Riot-prone France

ByElsa Sc S

Doing her graduation from LUMS & a keen researcher


July 28, 2023

Riot-Prone France

Elsa Sc S talks about the
growing impatience in France

Riot-Prone France – The tendency of violent protestation in France is growing with time as pointed out by its frequency. The recent spate of violent protests in France emphasised yet again that there is something dysfunctional about the pattern of governance in the country that continues to destablise the republic. The week-long rioting seriously disrupted businesses in the country and they are now grappling with the fallout. The riots have already caused more than €1 billion ($1.1 billion) worth of damage as protesters attacked nearly 400 bank branches and 500 corner shops with estimates putting the total number of looted stores at 1,000. Though the government has vowed to support the businesses but the damage to business confidence may take a long time to come back.

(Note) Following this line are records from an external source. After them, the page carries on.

use async_trait::async_trait;

use crate::error::Result;
use crate::llm::semantic_search::SearchHit;

/// Everything a backend may need for one answer: the built prompt plus the
/// question and hits it was rendered from.
#[derive(Debug, Clone, Copy)]
pub struct GenerationRequest<'a> {
    pub question: &'a str,
    pub hits: &'a [SearchHit],
    pub prompt: &'a str,
}

/// A text-generation provider in the answer fallback chain.
#[async_trait]
pub trait GenerationBackend: Send + Sync {
    /// Stable identifier reported back as provenance.
    fn name(&self) -> &str;

    /// Returns the answer text. An empty string counts as no answer.
    async fn generate(&self, request: GenerationRequest<'_>) -> Result<String>;
}
use thiserror::Error;

/// Errors raised by the retrieval-and-answer pipeline.
#[derive(Error, Debug)]
pub enum RagError {
    #[error("Configuration error: {0}")]
    Configuration(String),

    #[error("{service} error: {message}")]
    ExternalService { service: String, message: String },

    #[error("Index not loaded: call load_documents() before querying")]
    IndexNotLoaded,

    #[error("Data integrity error: {0}")]
    DataIntegrity(String),

    #[error("No chunk could be embedded; refusing to write an empty index")]
    EmptyIndex,

    #[error("{0} timed out")]
    Timeout(String),

    #[error("IO error: {0}")]
    Io(#[from] std::io::Error),

    #[error("Serialization error: {0}")]
    Serialization(#[from] serde_json::Error),

    #[error("HTTP request error: {0}")]
    Http(#[from] reqwest::Error),

    #[error("OpenAI error: {0}")]
    OpenAI(#[from] async_openai::error::OpenAIError),
}

impl RagError {
    pub fn external(service: impl Into<String>, message: impl Into<String>) -> Self {
        RagError::ExternalService {
            service: service.into(),
            message: message.into(),
        }
    }
}

pub type Result<T, E = RagError> = std::result::Result<T, E>;
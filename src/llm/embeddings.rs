use async_trait::async_trait;
use std::sync::Arc;

use crate::config::{EmbedderKind, Settings};
use crate::error::{RagError, Result};
use crate::providers::gemini::gemini::GeminiEmbedder;
use crate::providers::openai::openai::OpenAIEmbedder;

/// Converts text to a fixed-length vector. The same provider and model must
/// be used to build the index and to embed queries against it.
#[async_trait]
pub trait EmbeddingProvider: Send + Sync {
    async fn embed(&self, text: &str) -> Result<Vec<f32>>;

    fn model_id(&self) -> &str;
}

/// Builds the configured embedder. Missing credentials are fatal: nothing in
/// the retrieval core works without embeddings.
pub fn embedder_from_settings(settings: &Settings) -> Result<Arc<dyn EmbeddingProvider>> {
    match settings.embedder {
        EmbedderKind::Gemini => {
            let api_key = settings.gemini_api_key.clone().ok_or_else(|| {
                RagError::Configuration(
                    "GEMINI_API_KEY (or GOOGLE_API_KEY) must be set to embed text".to_string(),
                )
            })?;
            Ok(Arc::new(GeminiEmbedder::new(
                api_key,
                settings.embedding_model.clone(),
            )))
        }
        EmbedderKind::OpenAI => {
            let api_key = settings.openai_api_key.clone().ok_or_else(|| {
                RagError::Configuration("OPENAI_API_KEY must be set to embed text".to_string())
            })?;
            Ok(Arc::new(OpenAIEmbedder::new(
                api_key,
                settings.embedding_model.clone(),
            )))
        }
    }
}
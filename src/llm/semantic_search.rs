use serde::{Deserialize, Serialize};
use std::sync::Arc;

use crate::database::index_store::{IndexEntry, IndexPair};
use crate::error::{RagError, Result};
use crate::llm::embeddings::EmbeddingProvider;

/// A metadata row with its raw distance. Smaller `score` means closer.
#[derive(Debug, Clone, PartialEq, Serialize, Deserialize)]
pub struct SearchHit {
    #[serde(flatten)]
    pub entry: IndexEntry,
    pub score: f32,
}

impl SearchHit {
    pub fn relevance(&self) -> f32 {
        relevance(self.score)
    }
}

/// Presentational confidence in `(0, 1]`: `1 / (1 + distance)`.
/// Negative and non-finite distances map to zero.
pub fn relevance(score: f32) -> f32 {
    if score.is_finite() && score >= 0.0 {
        1.0 / (1.0 + score)
    } else {
        0.0
    }
}

/// Embeds questions and looks them up in a loaded index pair.
#[derive(Clone)]
pub struct Retriever {
    embedder: Arc<dyn EmbeddingProvider>,
}

impl Retriever {
    pub fn new(embedder: Arc<dyn EmbeddingProvider>) -> Self {
        Self { embedder }
    }

    pub fn model_id(&self) -> &str {
        self.embedder.model_id()
    }

    pub async fn search(
        &self,
        pair: &IndexPair,
        question: &str,
        top_k: usize,
    ) -> Result<Vec<SearchHit>> {
        if pair.is_empty() {
            return Err(RagError::IndexNotLoaded);
        }

        let query = self.embedder.embed(question).await?;
        if query.len() != pair.dimension() {
            return Err(RagError::DataIntegrity(format!(
                "query embedding from {} has {} dims but the index has {}",
                self.embedder.model_id(),
                query.len(),
                pair.dimension()
            )));
        }

        let neighbours = pair.index().search(&query, top_k)?;
        tracing::debug!("Retrieved {} hits for question", neighbours.len());

        neighbours
            .into_iter()
            .map(|(row, score)| {
                let entry = pair.metadata().get(row).cloned().ok_or_else(|| {
                    RagError::DataIntegrity(format!("no metadata row for vector {}", row))
                })?;
                Ok(SearchHit { entry, score })
            })
            .collect()
    }
}
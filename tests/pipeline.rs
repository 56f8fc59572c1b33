use async_trait::async_trait;
use std::sync::atomic::{AtomicUsize, Ordering};
use std::sync::Arc;
use std::time::Duration;

use policy_rag::database::{ChunkStore, IndexPair};
use policy_rag::document::{Chunker, ChunkerConfig, RiskLevel, SourceDocument};
use policy_rag::error::{RagError, Result};
use policy_rag::llm::{
    AnswerOrchestrator, EmbeddingProvider, Indexer, OrchestratorConfig, RagEngine,
};
use policy_rag::providers::traits::{GenerationBackend, GenerationRequest};

const KEYWORDS: [&str; 4] = ["leave", "salary", "termination", "laptop"];

/// Counts keyword occurrences, so texts about the same topic land close together.
struct KeywordEmbedder;

#[async_trait]
impl EmbeddingProvider for KeywordEmbedder {
    async fn embed(&self, text: &str) -> Result<Vec<f32>> {
        let lowered = text.to_lowercase();
        Ok(KEYWORDS
            .iter()
            .map(|k| lowered.matches(k).count().min(3) as f32)
            .collect())
    }

    fn model_id(&self) -> &str {
        "keyword"
    }
}

struct FailingBackend {
    calls: AtomicUsize,
}

#[async_trait]
impl GenerationBackend for FailingBackend {
    fn name(&self) -> &str {
        "always-down"
    }

    async fn generate(&self, _request: GenerationRequest<'_>) -> Result<String> {
        self.calls.fetch_add(1, Ordering::SeqCst);
        Err(RagError::external("always-down", "503 service unavailable"))
    }
}

struct EchoBackend;

#[async_trait]
impl GenerationBackend for EchoBackend {
    fn name(&self) -> &str {
        "echo"
    }

    async fn generate(&self, request: GenerationRequest<'_>) -> Result<String> {
        let first = request.hits.first().map(|h| h.entry.heading.as_str()).unwrap_or("");
        Ok(format!("See the {} section.", first))
    }
}

fn section(heading: &str, topic: &str, words: usize) -> String {
    let filler = vec!["policy"; words].join(" ");
    format!("## {}\nThis section covers {} rules. {}\n", heading, topic, filler)
}

fn handbook() -> Vec<SourceDocument> {
    vec![
        SourceDocument::new(
            "people.md",
            "handbook/people.md",
            format!(
                "{}{}",
                section("Annual Leave", "leave leave leave", 200),
                section("Termination", "termination termination", 200)
            ),
        ),
        SourceDocument::new(
            "pay.md",
            "handbook/pay.md",
            section("Salary Bands", "salary salary salary", 250),
        ),
        SourceDocument::new(
            "it.md",
            "handbook/it.md",
            section("Equipment", "laptop laptop", 180),
        ),
    ]
}

fn engine(dir: &std::path::Path, backends: Vec<Arc<dyn GenerationBackend>>) -> RagEngine {
    RagEngine::new(
        Arc::new(KeywordEmbedder),
        AnswerOrchestrator::new(
            backends,
            OrchestratorConfig {
                backend_timeout: Duration::from_secs(1),
                ..OrchestratorConfig::default()
            },
        ),
        dir,
        3,
    )
}

/// Chunks the handbook into a chunk store, indexes it and saves the pair.
async fn build_index(root: &std::path::Path) -> std::path::PathBuf {
    let store = ChunkStore::new(root.join("chunks"));
    let mut chunker = Chunker::new(ChunkerConfig::default());
    for doc in handbook() {
        for chunk in chunker.chunk_document(&doc) {
            store.write(&chunk).unwrap();
        }
    }

    let chunks = store.read_all().unwrap();
    assert_eq!(chunks.len(), 4);
    assert_eq!(chunks[1].risk_level, RiskLevel::High);

    let (pair, report) = Indexer::new(Arc::new(KeywordEmbedder))
        .with_delay(Duration::ZERO)
        .build(chunks)
        .await
        .unwrap();
    assert_eq!(report.embedded, 4);

    let index_dir = root.join("index");
    pair.save(&index_dir).unwrap();
    index_dir
}

#[tokio::test]
async fn test_search_before_load_is_index_not_loaded() {
    let dir = tempfile::tempdir().unwrap();
    let engine = engine(dir.path(), Vec::new());

    assert!(!engine.is_loaded());
    let result = engine.search("How much leave?", 3).await;
    assert!(matches!(result, Err(RagError::IndexNotLoaded)));

    let answer = engine.answer("How much leave?").await;
    assert!(answer.is_unanswerable());
    assert!(!answer.answer_text.is_empty());
}

#[tokio::test]
async fn test_load_is_idempotent() {
    let dir = tempfile::tempdir().unwrap();
    let index_dir = build_index(dir.path()).await;
    let engine = engine(&index_dir, Vec::new());

    let first = engine.load_documents().unwrap();
    let second = engine.load_documents().unwrap();
    assert_eq!(first, second);
    assert_eq!(first.embedding_dim, KEYWORDS.len());
    assert_eq!(first.chunks, 4);
}

#[tokio::test]
async fn test_missing_index_fails_to_load() {
    let dir = tempfile::tempdir().unwrap();
    let engine = engine(&dir.path().join("nowhere"), Vec::new());
    assert!(engine.load_documents().is_err());
    assert!(!engine.is_loaded());
}

#[tokio::test]
async fn test_search_ranks_by_distance() {
    let dir = tempfile::tempdir().unwrap();
    let index_dir = build_index(dir.path()).await;
    let engine = engine(&index_dir, Vec::new());
    engine.load_documents().unwrap();

    let hits = engine.search("What is my salary band?", 3).await.unwrap();
    assert_eq!(hits.len(), 3);
    assert_eq!(hits[0].entry.heading, "Salary Bands");
    assert!(hits.windows(2).all(|w| w[0].score <= w[1].score));
    assert!(hits.iter().all(|h| h.relevance() > 0.0 && h.relevance() <= 1.0));

    let all = engine.search("leave", 50).await.unwrap();
    assert_eq!(all.len(), 4);
}

#[tokio::test]
async fn test_answer_uses_first_working_backend() {
    let dir = tempfile::tempdir().unwrap();
    let index_dir = build_index(dir.path()).await;
    let failing = Arc::new(FailingBackend {
        calls: AtomicUsize::new(0),
    });
    let chain: Vec<Arc<dyn GenerationBackend>> = vec![
        failing.clone() as Arc<dyn GenerationBackend>,
        Arc::new(EchoBackend),
    ];
    let engine = engine(&index_dir, chain);
    engine.load_documents().unwrap();

    let answer = engine.answer("How many days of leave do I get?").await;
    assert_eq!(answer.backend_name, "echo");
    assert_eq!(answer.answer_text, "See the Annual Leave section.");
    assert_eq!(failing.calls.load(Ordering::SeqCst), 1);
}

#[tokio::test]
async fn test_all_backends_down_still_answers() {
    let dir = tempfile::tempdir().unwrap();
    let index_dir = build_index(dir.path()).await;
    let failing = Arc::new(FailingBackend {
        calls: AtomicUsize::new(0),
    });
    let chain: Vec<Arc<dyn GenerationBackend>> = vec![failing as Arc<dyn GenerationBackend>];
    let engine = engine(&index_dir, chain);
    engine.load_documents().unwrap();

    let outcome = engine.query("What happens on termination?").await;
    assert_eq!(outcome.answer.backend_name, "extractive-only");
    assert!(outcome
        .answer
        .answer_text
        .starts_with("Based on the policy documents:"));
    assert!(outcome.answer.answer_text.contains("termination"));
    assert_eq!(outcome.hits.len(), 3);
}

#[tokio::test]
async fn test_saved_pair_matches_built_rows() {
    let dir = tempfile::tempdir().unwrap();
    let index_dir = build_index(dir.path()).await;

    let pair = IndexPair::load(&index_dir).unwrap();
    assert_eq!(pair.len(), pair.index().len());
    let ids: Vec<&str> = pair.metadata().iter().map(|m| m.chunk_id.as_str()).collect();
    assert_eq!(ids, ["chunk_000001", "chunk_000002", "chunk_000003", "chunk_000004"]);
}

#[tokio::test]
async fn test_startup_refuses_a_corrupt_index() {
    let dir = tempfile::tempdir().unwrap();
    let index_dir = build_index(dir.path()).await;

    let pair = IndexPair::load(&index_dir).unwrap();
    let mut shifted = pair.metadata().to_vec();
    shifted.rotate_left(1);
    std::fs::write(
        index_dir.join("metadata.json"),
        serde_json::to_vec_pretty(&shifted).unwrap(),
    )
    .unwrap();

    let result = engine(&index_dir, Vec::new()).loaded();
    assert!(matches!(result, Err(RagError::DataIntegrity(_))));

    std::fs::remove_file(index_dir.join("vectors.json")).unwrap();
    let result = engine(&index_dir, Vec::new()).loaded();
    assert!(matches!(result, Err(RagError::Io(_))));
}
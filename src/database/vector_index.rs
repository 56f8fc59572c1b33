use serde::{Deserialize, Serialize};

use crate::error::{RagError, Result};

/// Exact nearest-neighbour index over fixed-dimension vectors.
///
/// Distances are squared Euclidean distances, smaller is closer. Vectors are
/// stored row-major in a single buffer; row `i` is the `i`-th vector added.
#[derive(Debug, Clone, PartialEq, Serialize, Deserialize)]
pub struct FlatL2Index {
    dimension: usize,
    count: usize,
    data: Vec<f32>,
}

impl FlatL2Index {
    pub fn new(dimension: usize) -> Result<Self> {
        if dimension == 0 {
            return Err(RagError::DataIntegrity(
                "vector index dimension must be non-zero".to_string(),
            ));
        }
        Ok(Self {
            dimension,
            count: 0,
            data: Vec::new(),
        })
    }

    pub fn dimension(&self) -> usize {
        self.dimension
    }

    pub fn len(&self) -> usize {
        self.count
    }

    pub fn is_empty(&self) -> bool {
        self.count == 0
    }

    pub fn add(&mut self, vector: &[f32]) -> Result<usize> {
        self.check_dimension(vector.len())?;
        self.data.extend_from_slice(vector);
        self.count += 1;
        Ok(self.count - 1)
    }

    pub fn row(&self, index: usize) -> Option<&[f32]> {
        if index >= self.count {
            return None;
        }
        let start = index * self.dimension;
        Some(&self.data[start..start + self.dimension])
    }

    /// Returns up to `k` `(row, distance)` pairs sorted by ascending distance.
    /// Equal distances keep row order.
    pub fn search(&self, query: &[f32], k: usize) -> Result<Vec<(usize, f32)>> {
        self.check_dimension(query.len())?;

        let mut scored: Vec<(usize, f32)> = self
            .data
            .chunks_exact(self.dimension)
            .enumerate()
            .map(|(row, vector)| (row, squared_l2(query, vector)))
            .collect();

        scored.sort_by(|a, b| a.1.total_cmp(&b.1).then(a.0.cmp(&b.0)));
        scored.truncate(k);
        Ok(scored)
    }

    /// Checks the internal buffer after deserialization.
    pub fn validate(&self) -> Result<()> {
        if self.dimension == 0 {
            return Err(RagError::DataIntegrity(
                "vector index has zero dimension".to_string(),
            ));
        }
        if self.data.len() != self.count * self.dimension {
            return Err(RagError::DataIntegrity(format!(
                "vector buffer holds {} floats, expected {} rows x {} dims",
                self.data.len(),
                self.count,
                self.dimension
            )));
        }
        Ok(())
    }

    fn check_dimension(&self, actual: usize) -> Result<()> {
        if actual != self.dimension {
            return Err(RagError::DataIntegrity(format!(
                "Embedding dimension mismatch: expected {}, got {}",
                self.dimension, actual
            )));
        }
        Ok(())
    }
}

fn squared_l2(a: &[f32], b: &[f32]) -> f32 {
    a.iter()
        .zip(b)
        .map(|(x, y)| {
            let d = x - y;
            d * d
        })
        .sum()
}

And the situation is still combustible as a man arrested in Paris during a memorial rally for his brother, who had died in police custody seven years ago, has been released from hospital amid calls for more protests. The calls came with France still on edge after the police killing of a teen near Paris sparked the worst rioting in the country since 2005. A joint statement by left-leaning associations, unions, and political parties had called for a rally in front of a central Paris police station to demand that he and another person detained with him be released. At least 20 people including two lawmakers were seen outside the station.

The shooting of a 17-year old youngster of Algerian roots has put France on edge as the atrocity has rekindled long pent-up frustrations and accusations of systemic racism among France’s security forces. More than 3,700 people were taken into police custody in connection with the protests since Nahel’s death, including at least 1,160 minors and the situation is still very tense. The reports that French navy is investigating claims that masked, off-duty marines tackled rioters in the western city of Lorient, home to a major military base, during national unrest has caused a negative effect on the situation. It is also viewed with concern that in an interview a 25-year-old man who said he was a member of the armed forces and intervened to support the police along with about 30 colleagues so as to not leave the country to burn. These reports have made policy makers to worry about the impact of the incident on the prevailing situation.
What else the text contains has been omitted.